On the side of core optimization, we have ported the 3DHit program to the novel high-performance architectures and achieved very good rate of speedup. Our accelerated programs will be embedded into the web application, which will allow very fast and accurate mechanism for structural alignment of proteins. By taking advantage of PowerXCell8i and Quad-Core x86 novel architectures, we were able to significantly reduce time of single computation and as a result provide scientists all over the world with always up-to-date and fast tool for structural alignment experiments. The present version of our algorithm is very fast. It takes circa 2 s for a query protein of 500 amino acids to scan a database of 1,000 templates. The single comparison of two proteins with circa 500 amino acids is performed within a runtime of 0.002 s for 3DHit, where older version of the software took around 0.017 s. Other structural alignment programs are significantly slower, CE takes 3 s to compare two typical proteins, LGScore2 is around 6 s.

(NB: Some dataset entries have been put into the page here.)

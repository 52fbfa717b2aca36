//! The HID channel a [`Cm108`](crate::Cm108) session talks through.

use crate::error::Result;
use hidapi::HidDevice;

/// Minimal HID capability needed by a GPIO session.
///
/// Implemented for [`hidapi::HidDevice`]. Tests and alternative backends can
/// provide their own implementation. Closing is expressed by dropping the
/// value.
pub trait HidTransport {
    /// Writes an output report. The first byte is the report number.
    /// Returns the number of bytes written.
    fn write(&self, data: &[u8]) -> Result<usize>;

    /// Blocks until an input report arrives and copies it into `buf`.
    fn read(&self, buf: &mut [u8]) -> Result<usize>;

    /// Like [`read`](Self::read) but gives up after `timeout_ms`, returning 0.
    /// A negative timeout blocks indefinitely.
    fn read_timeout(&self, buf: &mut [u8], timeout_ms: i32) -> Result<usize>;

    fn manufacturer_string(&self) -> Result<Option<String>>;
    fn product_string(&self) -> Result<Option<String>>;
    fn serial_number_string(&self) -> Result<Option<String>>;
}

impl HidTransport for HidDevice {
    fn write(&self, data: &[u8]) -> Result<usize> {
        Ok(HidDevice::write(self, data)?)
    }

    fn read(&self, buf: &mut [u8]) -> Result<usize> {
        Ok(HidDevice::read(self, buf)?)
    }

    fn read_timeout(&self, buf: &mut [u8], timeout_ms: i32) -> Result<usize> {
        Ok(HidDevice::read_timeout(self, buf, timeout_ms)?)
    }

    fn manufacturer_string(&self) -> Result<Option<String>> {
        Ok(self.get_manufacturer_string()?)
    }

    fn product_string(&self) -> Result<Option<String>> {
        Ok(self.get_product_string()?)
    }

    fn serial_number_string(&self) -> Result<Option<String>> {
        Ok(self.get_serial_number_string()?)
    }
}

impl<T: HidTransport + ?Sized> HidTransport for Box<T> {
    fn write(&self, data: &[u8]) -> Result<usize> {
        (**self).write(data)
    }

    fn read(&self, buf: &mut [u8]) -> Result<usize> {
        (**self).read(buf)
    }

    fn read_timeout(&self, buf: &mut [u8], timeout_ms: i32) -> Result<usize> {
        (**self).read_timeout(buf, timeout_ms)
    }

    fn manufacturer_string(&self) -> Result<Option<String>> {
        (**self).manufacturer_string()
    }

    fn product_string(&self) -> Result<Option<String>> {
        (**self).product_string()
    }

    fn serial_number_string(&self) -> Result<Option<String>> {
        (**self).serial_number_string()
    }
}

Because of its speed and portability (the source code is available from authors upon request) we believe that 3DHit program will continue to be widely used in structural genomics projects, improving the structural comparison of newly crystallized proteins with large structural databases. We are planning to provide the internet web server interface to the PDB database, in order to give user access to rapid structural alignment of its protein of interest with three-dimensional crystals or 3D models of proteins.